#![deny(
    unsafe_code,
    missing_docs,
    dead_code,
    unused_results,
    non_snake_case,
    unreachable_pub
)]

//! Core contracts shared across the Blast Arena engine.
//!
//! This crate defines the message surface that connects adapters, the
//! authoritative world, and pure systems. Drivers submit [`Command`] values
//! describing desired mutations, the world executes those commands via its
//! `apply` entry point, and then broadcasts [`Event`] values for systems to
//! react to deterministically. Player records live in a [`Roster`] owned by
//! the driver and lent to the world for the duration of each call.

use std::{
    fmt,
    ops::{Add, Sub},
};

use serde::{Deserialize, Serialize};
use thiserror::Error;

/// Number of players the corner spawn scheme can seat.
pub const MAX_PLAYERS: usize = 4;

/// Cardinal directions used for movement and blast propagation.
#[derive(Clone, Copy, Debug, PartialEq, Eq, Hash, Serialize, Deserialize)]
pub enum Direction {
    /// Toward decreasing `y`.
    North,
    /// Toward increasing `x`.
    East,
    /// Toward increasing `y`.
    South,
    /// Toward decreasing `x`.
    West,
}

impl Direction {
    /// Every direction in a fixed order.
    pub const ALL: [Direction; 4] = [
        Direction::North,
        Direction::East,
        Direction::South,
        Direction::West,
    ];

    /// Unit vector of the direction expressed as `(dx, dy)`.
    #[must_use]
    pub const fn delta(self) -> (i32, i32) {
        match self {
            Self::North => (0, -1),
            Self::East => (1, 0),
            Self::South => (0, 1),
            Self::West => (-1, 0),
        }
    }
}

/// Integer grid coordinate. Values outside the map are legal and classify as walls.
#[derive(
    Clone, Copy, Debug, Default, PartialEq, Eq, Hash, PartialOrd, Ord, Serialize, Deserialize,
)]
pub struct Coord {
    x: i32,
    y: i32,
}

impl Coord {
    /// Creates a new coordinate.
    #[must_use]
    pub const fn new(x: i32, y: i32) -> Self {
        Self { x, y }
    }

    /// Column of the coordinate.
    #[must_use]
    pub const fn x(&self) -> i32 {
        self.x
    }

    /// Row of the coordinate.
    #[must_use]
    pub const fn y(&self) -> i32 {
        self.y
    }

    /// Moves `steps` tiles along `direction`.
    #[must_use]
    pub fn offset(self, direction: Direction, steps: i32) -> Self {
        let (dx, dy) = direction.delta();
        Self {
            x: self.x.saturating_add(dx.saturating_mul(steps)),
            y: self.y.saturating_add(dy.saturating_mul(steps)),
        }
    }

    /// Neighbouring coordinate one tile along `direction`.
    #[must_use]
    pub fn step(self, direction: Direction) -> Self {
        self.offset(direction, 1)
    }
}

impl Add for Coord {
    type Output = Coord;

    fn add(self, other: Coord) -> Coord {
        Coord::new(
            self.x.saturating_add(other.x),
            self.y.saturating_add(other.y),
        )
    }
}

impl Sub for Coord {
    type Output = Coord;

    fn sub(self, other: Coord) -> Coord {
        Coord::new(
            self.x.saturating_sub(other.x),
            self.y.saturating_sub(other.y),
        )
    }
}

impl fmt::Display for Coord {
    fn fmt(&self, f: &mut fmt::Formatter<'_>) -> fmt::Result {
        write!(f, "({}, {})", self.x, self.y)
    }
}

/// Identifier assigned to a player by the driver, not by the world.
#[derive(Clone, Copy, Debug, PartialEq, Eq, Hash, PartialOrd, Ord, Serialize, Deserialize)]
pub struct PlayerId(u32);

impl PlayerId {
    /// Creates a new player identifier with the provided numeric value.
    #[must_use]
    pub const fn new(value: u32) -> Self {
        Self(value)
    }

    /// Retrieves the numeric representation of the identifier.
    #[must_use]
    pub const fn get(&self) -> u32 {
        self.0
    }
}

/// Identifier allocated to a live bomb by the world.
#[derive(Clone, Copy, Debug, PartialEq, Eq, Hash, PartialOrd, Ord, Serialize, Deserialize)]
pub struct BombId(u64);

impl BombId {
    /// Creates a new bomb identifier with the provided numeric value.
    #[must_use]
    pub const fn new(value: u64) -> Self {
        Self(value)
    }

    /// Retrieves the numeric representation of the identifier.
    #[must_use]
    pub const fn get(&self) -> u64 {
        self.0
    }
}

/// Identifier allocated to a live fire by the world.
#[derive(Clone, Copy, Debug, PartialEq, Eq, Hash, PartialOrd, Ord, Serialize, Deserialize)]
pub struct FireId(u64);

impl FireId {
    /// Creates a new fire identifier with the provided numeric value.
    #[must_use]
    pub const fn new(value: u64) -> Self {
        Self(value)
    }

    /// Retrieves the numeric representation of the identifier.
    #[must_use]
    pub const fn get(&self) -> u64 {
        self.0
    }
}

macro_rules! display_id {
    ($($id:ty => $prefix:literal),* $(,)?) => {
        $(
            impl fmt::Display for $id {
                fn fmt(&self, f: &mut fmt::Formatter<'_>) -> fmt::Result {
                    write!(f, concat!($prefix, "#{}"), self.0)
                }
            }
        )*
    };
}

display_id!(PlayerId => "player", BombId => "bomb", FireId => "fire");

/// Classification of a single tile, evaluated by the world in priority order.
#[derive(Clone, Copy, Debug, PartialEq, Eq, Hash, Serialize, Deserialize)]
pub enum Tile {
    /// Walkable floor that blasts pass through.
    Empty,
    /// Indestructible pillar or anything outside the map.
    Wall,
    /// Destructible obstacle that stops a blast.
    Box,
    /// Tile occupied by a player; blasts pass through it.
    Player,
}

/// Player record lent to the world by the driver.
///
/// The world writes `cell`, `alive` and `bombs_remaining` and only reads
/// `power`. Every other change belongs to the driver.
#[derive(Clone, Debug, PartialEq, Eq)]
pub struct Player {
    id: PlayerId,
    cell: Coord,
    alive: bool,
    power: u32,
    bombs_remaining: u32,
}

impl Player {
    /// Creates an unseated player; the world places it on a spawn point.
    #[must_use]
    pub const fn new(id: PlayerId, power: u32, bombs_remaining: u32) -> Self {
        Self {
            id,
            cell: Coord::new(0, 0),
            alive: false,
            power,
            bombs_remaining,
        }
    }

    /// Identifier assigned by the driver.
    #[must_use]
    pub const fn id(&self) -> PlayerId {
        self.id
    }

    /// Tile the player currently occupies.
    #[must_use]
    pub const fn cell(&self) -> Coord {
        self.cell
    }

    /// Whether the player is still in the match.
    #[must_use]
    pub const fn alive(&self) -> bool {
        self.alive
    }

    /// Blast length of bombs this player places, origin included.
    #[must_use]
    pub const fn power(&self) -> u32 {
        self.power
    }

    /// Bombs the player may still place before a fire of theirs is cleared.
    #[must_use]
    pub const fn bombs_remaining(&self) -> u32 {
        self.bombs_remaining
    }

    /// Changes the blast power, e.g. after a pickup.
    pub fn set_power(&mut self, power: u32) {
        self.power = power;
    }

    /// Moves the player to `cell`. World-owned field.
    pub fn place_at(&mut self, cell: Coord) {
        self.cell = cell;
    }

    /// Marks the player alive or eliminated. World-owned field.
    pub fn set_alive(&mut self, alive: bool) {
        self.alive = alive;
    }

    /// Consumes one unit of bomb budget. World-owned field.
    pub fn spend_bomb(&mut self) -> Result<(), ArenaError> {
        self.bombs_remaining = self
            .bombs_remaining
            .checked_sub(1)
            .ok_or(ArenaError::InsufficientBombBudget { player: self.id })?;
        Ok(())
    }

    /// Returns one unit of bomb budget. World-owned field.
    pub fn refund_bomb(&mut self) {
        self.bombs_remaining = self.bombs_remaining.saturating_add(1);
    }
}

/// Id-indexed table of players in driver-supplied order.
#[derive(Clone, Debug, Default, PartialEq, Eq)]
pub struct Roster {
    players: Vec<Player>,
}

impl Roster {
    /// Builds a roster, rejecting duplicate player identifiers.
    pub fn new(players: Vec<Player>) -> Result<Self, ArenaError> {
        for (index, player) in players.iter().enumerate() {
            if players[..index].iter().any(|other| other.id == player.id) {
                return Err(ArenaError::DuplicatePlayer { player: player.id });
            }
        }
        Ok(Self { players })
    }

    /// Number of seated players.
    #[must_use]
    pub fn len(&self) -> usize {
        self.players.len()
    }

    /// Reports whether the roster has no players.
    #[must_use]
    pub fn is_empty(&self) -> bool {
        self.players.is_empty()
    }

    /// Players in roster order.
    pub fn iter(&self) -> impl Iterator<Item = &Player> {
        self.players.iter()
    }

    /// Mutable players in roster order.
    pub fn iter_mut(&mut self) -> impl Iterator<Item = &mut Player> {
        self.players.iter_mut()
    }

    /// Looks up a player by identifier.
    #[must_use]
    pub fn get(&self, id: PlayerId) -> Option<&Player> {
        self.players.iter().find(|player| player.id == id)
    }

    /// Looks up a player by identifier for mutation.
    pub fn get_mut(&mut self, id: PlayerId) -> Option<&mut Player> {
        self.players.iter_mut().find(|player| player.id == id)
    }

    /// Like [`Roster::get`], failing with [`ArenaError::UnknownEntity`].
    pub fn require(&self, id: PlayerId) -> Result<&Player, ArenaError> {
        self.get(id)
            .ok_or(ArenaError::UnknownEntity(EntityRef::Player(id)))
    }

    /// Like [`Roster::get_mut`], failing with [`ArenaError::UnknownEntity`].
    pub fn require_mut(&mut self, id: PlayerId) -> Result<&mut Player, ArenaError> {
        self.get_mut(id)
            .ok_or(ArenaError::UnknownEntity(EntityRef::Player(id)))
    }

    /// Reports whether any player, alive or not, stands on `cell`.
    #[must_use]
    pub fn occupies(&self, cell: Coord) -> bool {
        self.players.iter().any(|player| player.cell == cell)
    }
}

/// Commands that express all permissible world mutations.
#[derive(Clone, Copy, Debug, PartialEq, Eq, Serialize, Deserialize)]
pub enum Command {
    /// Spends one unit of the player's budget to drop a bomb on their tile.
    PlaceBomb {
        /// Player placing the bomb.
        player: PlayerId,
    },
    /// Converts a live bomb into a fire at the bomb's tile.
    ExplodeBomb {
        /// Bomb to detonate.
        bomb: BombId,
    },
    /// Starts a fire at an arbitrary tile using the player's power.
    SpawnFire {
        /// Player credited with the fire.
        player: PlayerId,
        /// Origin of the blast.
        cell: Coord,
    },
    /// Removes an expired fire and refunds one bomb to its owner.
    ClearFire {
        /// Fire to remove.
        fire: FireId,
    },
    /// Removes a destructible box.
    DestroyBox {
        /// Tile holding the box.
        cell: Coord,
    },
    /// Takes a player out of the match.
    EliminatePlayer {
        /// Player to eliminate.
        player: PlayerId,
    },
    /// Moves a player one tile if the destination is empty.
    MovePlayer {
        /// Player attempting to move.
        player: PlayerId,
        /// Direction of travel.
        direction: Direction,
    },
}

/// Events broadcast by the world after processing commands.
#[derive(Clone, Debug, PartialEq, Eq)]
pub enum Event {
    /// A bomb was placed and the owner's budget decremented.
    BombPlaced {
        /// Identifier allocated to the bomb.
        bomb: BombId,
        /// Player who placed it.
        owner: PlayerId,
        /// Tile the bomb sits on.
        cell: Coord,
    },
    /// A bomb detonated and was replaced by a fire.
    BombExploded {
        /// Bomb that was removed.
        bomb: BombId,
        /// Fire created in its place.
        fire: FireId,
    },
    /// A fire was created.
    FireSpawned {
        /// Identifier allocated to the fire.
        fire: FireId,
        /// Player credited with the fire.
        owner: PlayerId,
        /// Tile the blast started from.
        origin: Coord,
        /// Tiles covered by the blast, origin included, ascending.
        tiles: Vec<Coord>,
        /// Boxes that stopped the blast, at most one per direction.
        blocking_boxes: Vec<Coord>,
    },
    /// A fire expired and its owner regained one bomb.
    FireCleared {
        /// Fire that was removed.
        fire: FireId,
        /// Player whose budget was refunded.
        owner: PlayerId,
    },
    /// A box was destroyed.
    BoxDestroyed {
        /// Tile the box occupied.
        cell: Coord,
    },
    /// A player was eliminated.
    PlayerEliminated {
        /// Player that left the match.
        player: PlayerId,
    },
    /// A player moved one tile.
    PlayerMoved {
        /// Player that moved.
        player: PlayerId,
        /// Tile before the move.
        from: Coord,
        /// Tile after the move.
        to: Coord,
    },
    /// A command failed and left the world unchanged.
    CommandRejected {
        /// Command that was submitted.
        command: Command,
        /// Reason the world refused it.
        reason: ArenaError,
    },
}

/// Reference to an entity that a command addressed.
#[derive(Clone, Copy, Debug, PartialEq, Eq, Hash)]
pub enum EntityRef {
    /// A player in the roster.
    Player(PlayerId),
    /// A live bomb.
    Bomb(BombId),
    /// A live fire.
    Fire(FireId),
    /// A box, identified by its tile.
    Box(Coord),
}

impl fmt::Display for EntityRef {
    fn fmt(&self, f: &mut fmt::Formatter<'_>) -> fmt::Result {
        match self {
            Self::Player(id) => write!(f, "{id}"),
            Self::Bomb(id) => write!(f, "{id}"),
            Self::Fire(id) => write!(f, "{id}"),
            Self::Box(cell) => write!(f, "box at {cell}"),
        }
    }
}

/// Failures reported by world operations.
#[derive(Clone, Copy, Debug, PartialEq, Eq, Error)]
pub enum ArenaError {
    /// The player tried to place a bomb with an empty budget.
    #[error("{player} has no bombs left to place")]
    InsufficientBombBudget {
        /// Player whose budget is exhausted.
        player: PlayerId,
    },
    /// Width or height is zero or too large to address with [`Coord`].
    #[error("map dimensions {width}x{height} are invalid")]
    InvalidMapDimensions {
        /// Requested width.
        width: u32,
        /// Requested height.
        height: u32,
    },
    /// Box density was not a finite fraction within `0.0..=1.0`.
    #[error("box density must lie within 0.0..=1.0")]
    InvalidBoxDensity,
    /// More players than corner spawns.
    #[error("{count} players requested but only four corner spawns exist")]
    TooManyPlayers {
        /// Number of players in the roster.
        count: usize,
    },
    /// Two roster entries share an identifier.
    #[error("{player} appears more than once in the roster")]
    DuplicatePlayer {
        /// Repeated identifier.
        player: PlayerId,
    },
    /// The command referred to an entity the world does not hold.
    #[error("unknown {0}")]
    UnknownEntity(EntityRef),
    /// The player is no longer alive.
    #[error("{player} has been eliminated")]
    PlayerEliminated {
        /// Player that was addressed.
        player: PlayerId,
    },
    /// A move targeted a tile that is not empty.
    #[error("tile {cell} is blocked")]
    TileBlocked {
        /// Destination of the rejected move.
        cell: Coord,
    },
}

┄┄┄┄┄┄┄┄┄┄┄┄┄┄┄┄┄┄┄┄

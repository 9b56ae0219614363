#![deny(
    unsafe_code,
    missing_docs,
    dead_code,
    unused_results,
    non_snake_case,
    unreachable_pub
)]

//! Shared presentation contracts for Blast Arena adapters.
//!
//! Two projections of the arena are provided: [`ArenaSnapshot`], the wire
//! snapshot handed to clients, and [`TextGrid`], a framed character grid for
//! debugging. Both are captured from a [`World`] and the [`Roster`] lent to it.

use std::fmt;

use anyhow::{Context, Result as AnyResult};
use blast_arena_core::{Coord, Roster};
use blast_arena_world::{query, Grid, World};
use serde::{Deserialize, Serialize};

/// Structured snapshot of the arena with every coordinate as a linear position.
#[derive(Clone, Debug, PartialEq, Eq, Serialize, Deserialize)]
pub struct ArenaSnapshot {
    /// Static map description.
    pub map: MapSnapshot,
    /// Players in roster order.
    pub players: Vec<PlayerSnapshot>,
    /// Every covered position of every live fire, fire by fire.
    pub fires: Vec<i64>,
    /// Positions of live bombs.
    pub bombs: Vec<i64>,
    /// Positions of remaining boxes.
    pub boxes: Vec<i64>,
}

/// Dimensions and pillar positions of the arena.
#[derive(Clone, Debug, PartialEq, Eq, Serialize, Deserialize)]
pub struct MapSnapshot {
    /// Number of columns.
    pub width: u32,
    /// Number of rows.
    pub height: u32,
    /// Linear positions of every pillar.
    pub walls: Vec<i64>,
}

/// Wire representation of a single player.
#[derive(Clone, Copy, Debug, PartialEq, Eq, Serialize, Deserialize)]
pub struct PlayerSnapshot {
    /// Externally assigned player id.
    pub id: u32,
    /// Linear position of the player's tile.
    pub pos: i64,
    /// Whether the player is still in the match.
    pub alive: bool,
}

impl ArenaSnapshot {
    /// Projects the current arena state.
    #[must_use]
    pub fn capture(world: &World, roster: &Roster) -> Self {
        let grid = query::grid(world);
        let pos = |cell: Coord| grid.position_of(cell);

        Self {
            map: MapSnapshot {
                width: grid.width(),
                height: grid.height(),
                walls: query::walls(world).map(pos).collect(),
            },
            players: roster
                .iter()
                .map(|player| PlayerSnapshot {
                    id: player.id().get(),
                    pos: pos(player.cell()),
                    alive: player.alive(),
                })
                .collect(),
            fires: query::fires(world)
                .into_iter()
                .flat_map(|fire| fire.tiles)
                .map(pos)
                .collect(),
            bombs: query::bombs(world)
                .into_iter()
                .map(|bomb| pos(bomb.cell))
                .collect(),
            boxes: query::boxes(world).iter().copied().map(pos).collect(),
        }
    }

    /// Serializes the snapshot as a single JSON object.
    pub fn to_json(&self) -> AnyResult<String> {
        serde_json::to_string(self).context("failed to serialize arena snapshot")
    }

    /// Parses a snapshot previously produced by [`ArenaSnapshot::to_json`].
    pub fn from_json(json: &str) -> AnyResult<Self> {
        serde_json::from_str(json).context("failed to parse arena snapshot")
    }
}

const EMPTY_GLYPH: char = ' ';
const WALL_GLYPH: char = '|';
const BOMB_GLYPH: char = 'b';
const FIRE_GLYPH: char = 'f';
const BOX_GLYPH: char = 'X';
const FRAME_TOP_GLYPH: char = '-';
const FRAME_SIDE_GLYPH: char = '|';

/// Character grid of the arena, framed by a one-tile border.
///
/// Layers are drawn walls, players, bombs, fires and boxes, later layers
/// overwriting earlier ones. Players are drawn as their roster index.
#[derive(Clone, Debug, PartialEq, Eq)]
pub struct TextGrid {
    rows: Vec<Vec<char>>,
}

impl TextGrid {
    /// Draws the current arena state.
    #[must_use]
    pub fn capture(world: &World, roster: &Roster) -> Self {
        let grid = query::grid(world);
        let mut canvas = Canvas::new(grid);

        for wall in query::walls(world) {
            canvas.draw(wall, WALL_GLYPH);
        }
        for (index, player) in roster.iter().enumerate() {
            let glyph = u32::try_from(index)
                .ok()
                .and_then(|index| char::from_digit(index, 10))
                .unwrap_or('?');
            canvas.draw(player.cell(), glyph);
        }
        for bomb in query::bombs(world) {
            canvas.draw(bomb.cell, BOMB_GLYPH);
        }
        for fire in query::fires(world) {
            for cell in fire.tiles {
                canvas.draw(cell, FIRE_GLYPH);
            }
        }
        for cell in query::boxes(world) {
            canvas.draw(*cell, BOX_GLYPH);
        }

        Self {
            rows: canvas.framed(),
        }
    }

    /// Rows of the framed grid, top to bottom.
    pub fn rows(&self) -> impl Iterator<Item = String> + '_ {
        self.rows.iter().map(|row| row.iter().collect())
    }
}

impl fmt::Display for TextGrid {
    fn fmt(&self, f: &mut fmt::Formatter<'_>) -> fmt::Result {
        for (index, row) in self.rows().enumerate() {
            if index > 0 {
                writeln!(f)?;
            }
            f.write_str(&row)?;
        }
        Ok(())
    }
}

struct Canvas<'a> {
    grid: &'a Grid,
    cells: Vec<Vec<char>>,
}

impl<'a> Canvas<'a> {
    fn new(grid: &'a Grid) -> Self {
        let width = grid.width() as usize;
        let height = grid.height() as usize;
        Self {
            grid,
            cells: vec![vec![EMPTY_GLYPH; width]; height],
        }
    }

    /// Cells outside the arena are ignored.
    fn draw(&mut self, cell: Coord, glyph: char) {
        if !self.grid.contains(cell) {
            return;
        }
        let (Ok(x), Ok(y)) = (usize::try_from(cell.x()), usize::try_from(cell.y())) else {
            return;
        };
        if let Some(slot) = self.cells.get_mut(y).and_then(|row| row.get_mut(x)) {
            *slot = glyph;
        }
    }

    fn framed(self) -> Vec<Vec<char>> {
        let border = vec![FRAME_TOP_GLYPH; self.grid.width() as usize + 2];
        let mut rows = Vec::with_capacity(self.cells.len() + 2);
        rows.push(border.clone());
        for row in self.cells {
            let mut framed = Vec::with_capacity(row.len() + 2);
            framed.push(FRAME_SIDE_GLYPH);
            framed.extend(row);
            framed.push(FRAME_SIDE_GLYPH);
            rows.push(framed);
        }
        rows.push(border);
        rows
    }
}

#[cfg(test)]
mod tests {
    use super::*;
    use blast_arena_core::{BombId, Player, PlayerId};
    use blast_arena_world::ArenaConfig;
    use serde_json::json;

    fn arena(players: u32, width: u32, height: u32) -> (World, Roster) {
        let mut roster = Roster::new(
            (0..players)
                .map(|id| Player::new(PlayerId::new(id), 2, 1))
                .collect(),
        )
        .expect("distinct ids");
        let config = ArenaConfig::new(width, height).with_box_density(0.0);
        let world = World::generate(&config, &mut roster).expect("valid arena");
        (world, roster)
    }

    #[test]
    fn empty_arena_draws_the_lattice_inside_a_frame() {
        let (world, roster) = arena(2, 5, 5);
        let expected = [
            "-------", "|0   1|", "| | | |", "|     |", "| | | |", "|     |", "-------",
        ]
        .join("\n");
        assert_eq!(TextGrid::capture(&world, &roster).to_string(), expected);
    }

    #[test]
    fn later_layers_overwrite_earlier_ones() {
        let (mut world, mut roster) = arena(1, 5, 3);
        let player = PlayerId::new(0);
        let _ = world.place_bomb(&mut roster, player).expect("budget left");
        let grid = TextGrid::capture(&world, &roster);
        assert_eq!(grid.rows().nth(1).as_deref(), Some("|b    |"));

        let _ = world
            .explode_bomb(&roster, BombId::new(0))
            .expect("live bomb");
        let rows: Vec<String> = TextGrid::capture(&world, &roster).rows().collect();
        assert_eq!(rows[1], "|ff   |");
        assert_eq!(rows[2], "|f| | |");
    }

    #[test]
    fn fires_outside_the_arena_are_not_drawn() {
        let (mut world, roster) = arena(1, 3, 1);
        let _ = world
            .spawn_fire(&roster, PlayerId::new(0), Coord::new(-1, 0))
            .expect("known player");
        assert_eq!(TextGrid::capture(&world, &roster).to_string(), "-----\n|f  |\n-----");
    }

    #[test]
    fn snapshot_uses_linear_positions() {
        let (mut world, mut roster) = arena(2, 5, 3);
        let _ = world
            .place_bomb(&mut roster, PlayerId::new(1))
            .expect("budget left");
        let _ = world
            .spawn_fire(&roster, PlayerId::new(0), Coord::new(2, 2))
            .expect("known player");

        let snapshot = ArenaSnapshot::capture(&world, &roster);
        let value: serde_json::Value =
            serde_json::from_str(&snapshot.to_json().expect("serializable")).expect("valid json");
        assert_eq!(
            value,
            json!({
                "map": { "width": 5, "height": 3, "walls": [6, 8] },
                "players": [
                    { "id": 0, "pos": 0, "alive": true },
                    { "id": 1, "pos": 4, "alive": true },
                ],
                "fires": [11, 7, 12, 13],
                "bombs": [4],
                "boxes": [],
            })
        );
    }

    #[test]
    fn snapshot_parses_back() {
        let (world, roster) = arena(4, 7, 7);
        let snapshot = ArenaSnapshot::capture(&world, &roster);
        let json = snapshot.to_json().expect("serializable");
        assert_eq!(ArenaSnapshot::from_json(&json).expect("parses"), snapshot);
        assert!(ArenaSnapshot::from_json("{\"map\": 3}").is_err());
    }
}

┄┄┄┄┄┄┄┄┄┄┄┄┄┄┄┄┄┄┄┄

**WHAT IS NEEDED:** For the word "usize", count how many lines of the entries contain it; give the number and nothing more.

**RESPONSE:** 7